Example Question #11 : Sequences

The first and third terms of a geometric sequence comprising only positive elements are \(\displaystyle \sqrt{20}\) and \(\displaystyle \sqrt{180}\), respectively. In simplest form, which of the following is its second term?

Possible Answers:

\(\displaystyle 10\)

\(\displaystyle 4 \sqrt{10}\)

\(\displaystyle 2 \sqrt{15}\)

None of these

\(\displaystyle 6 \sqrt{5}\)

Correct answer:

\(\displaystyle 2 \sqrt{15}\)

Explanation:

Let \(\displaystyle r\) be the common ratio of the geometric sequence. Then 

\(\displaystyle a_{2} = r a_{1}\)

and 

\(\displaystyle a_{3} = r a_{2}= r \cdot r a_{1} = r ^{2}a_{1}\)

Therefore, 

\(\displaystyle r ^{2} = \frac{a_{3}}{a_{1}}\),

Setting \(\displaystyle a_{1}= \sqrt{20}, a_{3} = \sqrt{180}\), and applying the Quotient of Radicals Rule:

\(\displaystyle r ^{2} = \frac{a_{3}}{a_{1}} = \frac{\sqrt{180}}{\sqrt{20}} = \sqrt{9} = 3\)
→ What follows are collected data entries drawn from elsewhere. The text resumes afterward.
use std::error;
use std::fmt;
use std::fs::{File, OpenOptions};
use std::io::{BufRead, BufReader, BufWriter, Write};
use std::path::{Path, PathBuf};

use crate::fluid::Fluid;
use crate::grid::{hid, uid};

/**
 * Errors from snapshot and initial-conditions IO. Every variant carries the
 * path, because an unreadable file is a fatal that the user has to chase.
 */
#[derive(Debug)]
pub enum SnapshotError {
    Open(PathBuf, std::io::Error),
    Write(PathBuf, std::io::Error),
    Parse(PathBuf, String),
}

impl fmt::Display for SnapshotError {
    fn fmt(&self, fmt: &mut fmt::Formatter<'_>) -> Result<(), fmt::Error> {
        match self {
            SnapshotError::Open(path, e) => write!(fmt, "could not open {}: {}", path.display(), e),
            SnapshotError::Write(path, e) => write!(fmt, "could not write {}: {}", path.display(), e),
            SnapshotError::Parse(path, what) => write!(fmt, "malformed data in {}: {}", path.display(), what),
        }
    }
}

impl error::Error for SnapshotError {}

/// Geometry and time read from the header of an initial-conditions file,
/// in physical units.
#[derive(Clone, Copy, Debug)]
pub struct DataParameters {
    pub nd: usize,
    pub ncells: [usize; 3],
    pub side_length: f64,
    pub time: f64,
}

/// The restart index is the digits after the last underscore of the file
/// stem, or -1 when there are none.
pub fn step_id_from_filename(filename: &str) -> i32 {
    let stem = filename.rsplit_once('.').map_or(filename, |(stem, _)| stem);
    stem.rsplit_once('_')
        .and_then(|(_, digits)| digits.parse().ok())
        .unwrap_or(-1)
}

fn parse<T: std::str::FromStr>(token: Option<&str>, path: &Path) -> Result<T, SnapshotError> {
    token
        .and_then(|t| t.parse().ok())
        .ok_or_else(|| SnapshotError::Parse(path.to_path_buf(), "short or non-numeric row".into()))
}

/// Read the header of a snapshot / initial-conditions file.
pub fn read_data_parameters(path: &Path) -> Result<DataParameters, SnapshotError> {
    let file = File::open(path).map_err(|e| SnapshotError::Open(path.to_path_buf(), e))?;
    let mut line = String::new();
    BufReader::new(file)
        .read_line(&mut line)
        .map_err(|e| SnapshotError::Open(path.to_path_buf(), e))?;

    let mut tokens = line.split_whitespace();
    Ok(DataParameters {
        nd: parse(tokens.next(), path)?,
        ncells: [
            parse(tokens.next(), path)?,
            parse(tokens.next(), path)?,
            parse(tokens.next(), path)?,
        ],
        side_length: parse(tokens.next(), path)?,
        time: parse(tokens.next(), path)?,
    })
}

/// Read the cell rows belonging to this rank, in rank-serial order. The
/// values are left in physical units; the caller converts the whole grid at
/// once. Each rank skips `rank * (product of ncells) / nprocs` rows.
pub fn read_grid(path: &Path, fluid: &mut Fluid) -> Result<(), SnapshotError> {
    let nproc = fluid.grid.partition.n_processors();
    let rank = fluid.grid.partition.rank();
    let nd = fluid.grid.nd;
    let total: usize = fluid.grid.ncells.iter().product();

    let mut result = Ok(());
    for turn in 0..nproc {
        if turn == rank && result.is_ok() {
            result = read_grid_rows(path, fluid, rank * total / nproc, nd);
        }
        fluid.grid.partition.barrier();
    }
    result
}

fn read_grid_rows(
    path: &Path,
    fluid: &mut Fluid,
    skip: usize,
    nd: usize,
) -> Result<(), SnapshotError> {
    let file = File::open(path).map_err(|e| SnapshotError::Open(path.to_path_buf(), e))?;
    let mut lines = BufReader::new(file).lines().skip(1 + skip);

    for id in fluid.grid.ordered("GridCells").to_vec() {
        let line = match lines.next() {
            Some(Ok(line)) => line,
            _ => return Err(SnapshotError::Parse(path.to_path_buf(), "missing cell rows".into())),
        };
        let mut tokens = line.split_whitespace();
        for _ in 0..nd {
            let _: f64 = parse(tokens.next(), path)?;
        }
        let den = parse(tokens.next(), path)?;
        let pre = parse(tokens.next(), path)?;
        let hii = parse(tokens.next(), path)?;
        let mut vel = [0.0; 3];
        for v in vel.iter_mut().take(nd) {
            *v = parse(tokens.next(), path)?;
        }

        let cell = fluid.grid.cell_mut(id);
        cell.q[uid::DEN] = den;
        cell.q[uid::PRE] = pre;
        cell.q[uid::HII] = hii;
        for a in 0..nd {
            cell.q[uid::VEL0 + a] = vel[a];
        }
    }
    Ok(())
}

/// Overlay a (usually smaller) snapshot onto the grid, shifted along the
/// decomposition axis. Rows outside this rank's slab are skipped.
pub fn patch_grid(path: &Path, offset: i64, fluid: &mut Fluid) -> Result<(), SnapshotError> {
    let header = read_data_parameters(path)?;
    let nd = header.nd;

    let file = File::open(path).map_err(|e| SnapshotError::Open(path.to_path_buf(), e))?;
    let lines = BufReader::new(file).lines().skip(1);

    let mut indices = Vec::new();
    for i in 0..header.ncells[0] as i64 {
        for j in 0..header.ncells[1] as i64 {
            for k in 0..header.ncells[2] as i64 {
                indices.push([i + offset, j, k]);
            }
        }
    }

    for (index, line) in indices.into_iter().zip(lines) {
        let line = line.map_err(|e| SnapshotError::Open(path.to_path_buf(), e))?;
        let id = match fluid.grid.locate(index) {
            Some(id) if fluid.grid.is_live(id) => id,
            _ => continue,
        };
        let mut tokens = line.split_whitespace();
        for _ in 0..nd {
            let _: f64 = parse(tokens.next(), path)?;
        }
        let den = parse(tokens.next(), path)?;
        let pre = parse(tokens.next(), path)?;
        let hii = parse(tokens.next(), path)?;
        let mut vel = [0.0; 3];
        for v in vel.iter_mut().take(nd) {
            *v = parse(tokens.next(), path)?;
        }
        let cell = fluid.grid.cell_mut(id);
        cell.q[uid::DEN] = den;
        cell.q[uid::PRE] = pre;
        cell.q[uid::HII] = hii;
        for a in 0..nd {
            cell.q[uid::VEL0 + a] = vel[a];
        }
    }
    Ok(())
}

/// Write one snapshot, rank-serially: rank zero writes the header and its
/// slab, every other rank appends its own. The format round-trips through
/// `read_grid`.
pub fn write_snapshot(directory: &Path, suffix: &str, fluid: &Fluid) -> Result<(), SnapshotError> {
    let path = directory.join(format!("data2D_{}.txt", suffix));
    let nproc = fluid.grid.partition.n_processors();
    let rank = fluid.grid.partition.rank();

    let mut result = Ok(());
    for turn in 0..nproc {
        if turn == rank && result.is_ok() {
            result = write_snapshot_rows(&path, fluid, rank == 0);
        }
        fluid.grid.partition.barrier();
    }
    result
}

fn write_snapshot_rows(path: &Path, fluid: &Fluid, lead: bool) -> Result<(), SnapshotError> {
    let file = if lead {
        File::create(path)
    } else {
        OpenOptions::new().append(true).open(path)
    }
    .map_err(|e| SnapshotError::Open(path.to_path_buf(), e))?;
    let mut out = BufWriter::new(file);
    let converter = &fluid.consts.converter;
    let grid = &fluid.grid;
    let nd = grid.nd;

    let mut write = |line: String| -> Result<(), SnapshotError> {
        writeln!(out, "{}", line).map_err(|e| SnapshotError::Write(path.to_path_buf(), e))
    };

    if lead {
        write(format!(
            "{} {} {} {} {:e} {:e}",
            nd,
            grid.ncells[0],
            grid.ncells[1],
            grid.ncells[2],
            converter.from_code_units(grid.side_length, 0.0, 1.0, 0.0),
            converter.from_code_units(grid.current_time, 0.0, 0.0, 1.0),
        ))?;
    }

    for &id in grid.ordered("GridCells") {
        let cell = grid.cell(id);
        let mut row = String::new();
        for a in 0..nd {
            let x = converter.from_code_units(cell.xc[a] * grid.dx[a], 0.0, 1.0, 0.0);
            row.push_str(&format!("{:e} ", x));
        }
        row.push_str(&format!(
            "{:e} {:e} {:e}",
            converter.from_code_units(cell.q[uid::DEN], 1.0, -3.0, 0.0),
            converter.from_code_units(cell.q[uid::PRE], 1.0, -1.0, -2.0),
            cell.q[uid::HII],
        ));
        for a in 0..nd {
            let v = converter.from_code_units(cell.q[uid::VEL0 + a], 0.0, 1.0, -1.0);
            row.push_str(&format!(" {:e}", v));
        }
        write(row)?;
    }
    Ok(())
}

/// Per-mechanism heating diagnostics alongside a snapshot.
pub fn write_heating(directory: &Path, suffix: &str, fluid: &Fluid) -> Result<(), SnapshotError> {
    let path = directory.join(format!("heating2D_{}.txt", suffix));
    let nproc = fluid.grid.partition.n_processors();
    let rank = fluid.grid.partition.rank();

    let mut result = Ok(());
    for turn in 0..nproc {
        if turn == rank && result.is_ok() {
            result = write_heating_rows(&path, fluid, rank == 0);
        }
        fluid.grid.partition.barrier();
    }
    result
}

fn write_heating_rows(path: &Path, fluid: &Fluid, lead: bool) -> Result<(), SnapshotError> {
    let file = if lead {
        File::create(path)
    } else {
        OpenOptions::new().append(true).open(path)
    }
    .map_err(|e| SnapshotError::Open(path.to_path_buf(), e))?;
    let mut out = BufWriter::new(file);
    let converter = &fluid.consts.converter;
    let grid = &fluid.grid;

    for &id in grid.ordered("GridCells") {
        let cell = grid.cell(id);
        let mut row = String::new();
        for a in 0..grid.nd {
            let x = converter.from_code_units(cell.xc[a] * grid.dx[a], 0.0, 1.0, 0.0);
            row.push_str(&format!("{:e} ", x));
        }
        for i in 0..hid::N {
            let h = converter.from_code_units(cell.h[i], 1.0, -1.0, -3.0);
            row.push_str(&format!(" {:e}", h));
        }
        writeln!(out, "{}", row).map_err(|e| SnapshotError::Write(path.to_path_buf(), e))?;
    }
    Ok(())
}




// ============================================================================
#[cfg(test)]
mod test {
    use super::step_id_from_filename;

    #[test]
    fn restart_index_comes_from_the_filename() {
        assert_eq!(step_id_from_filename("data2D_000012.txt"), 12);
        assert_eq!(step_id_from_filename("run/data2D_7.txt"), 7);
        assert_eq!(step_id_from_filename("data2D.txt"), -1);
        assert_eq!(step_id_from_filename("data2D_xy.txt"), -1);
    }
}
Taking the square root of both sides:

\(\displaystyle r = \pm \sqrt{3}\)

Substituting, and applying the Product of Radicals Rule:

\(\displaystyle a_{2} = r a_{1}\)

\(\displaystyle a_{2} = \pm \sqrt{3} \cdot \sqrt{20 } =\pm \sqrt{60 } = \pm \sqrt{4} \cdot \sqrt{15}= \pm 2 \sqrt{15}\)

Since all elements of the sequence are positive, \(\displaystyle a_{2} = 2 \sqrt{15}\).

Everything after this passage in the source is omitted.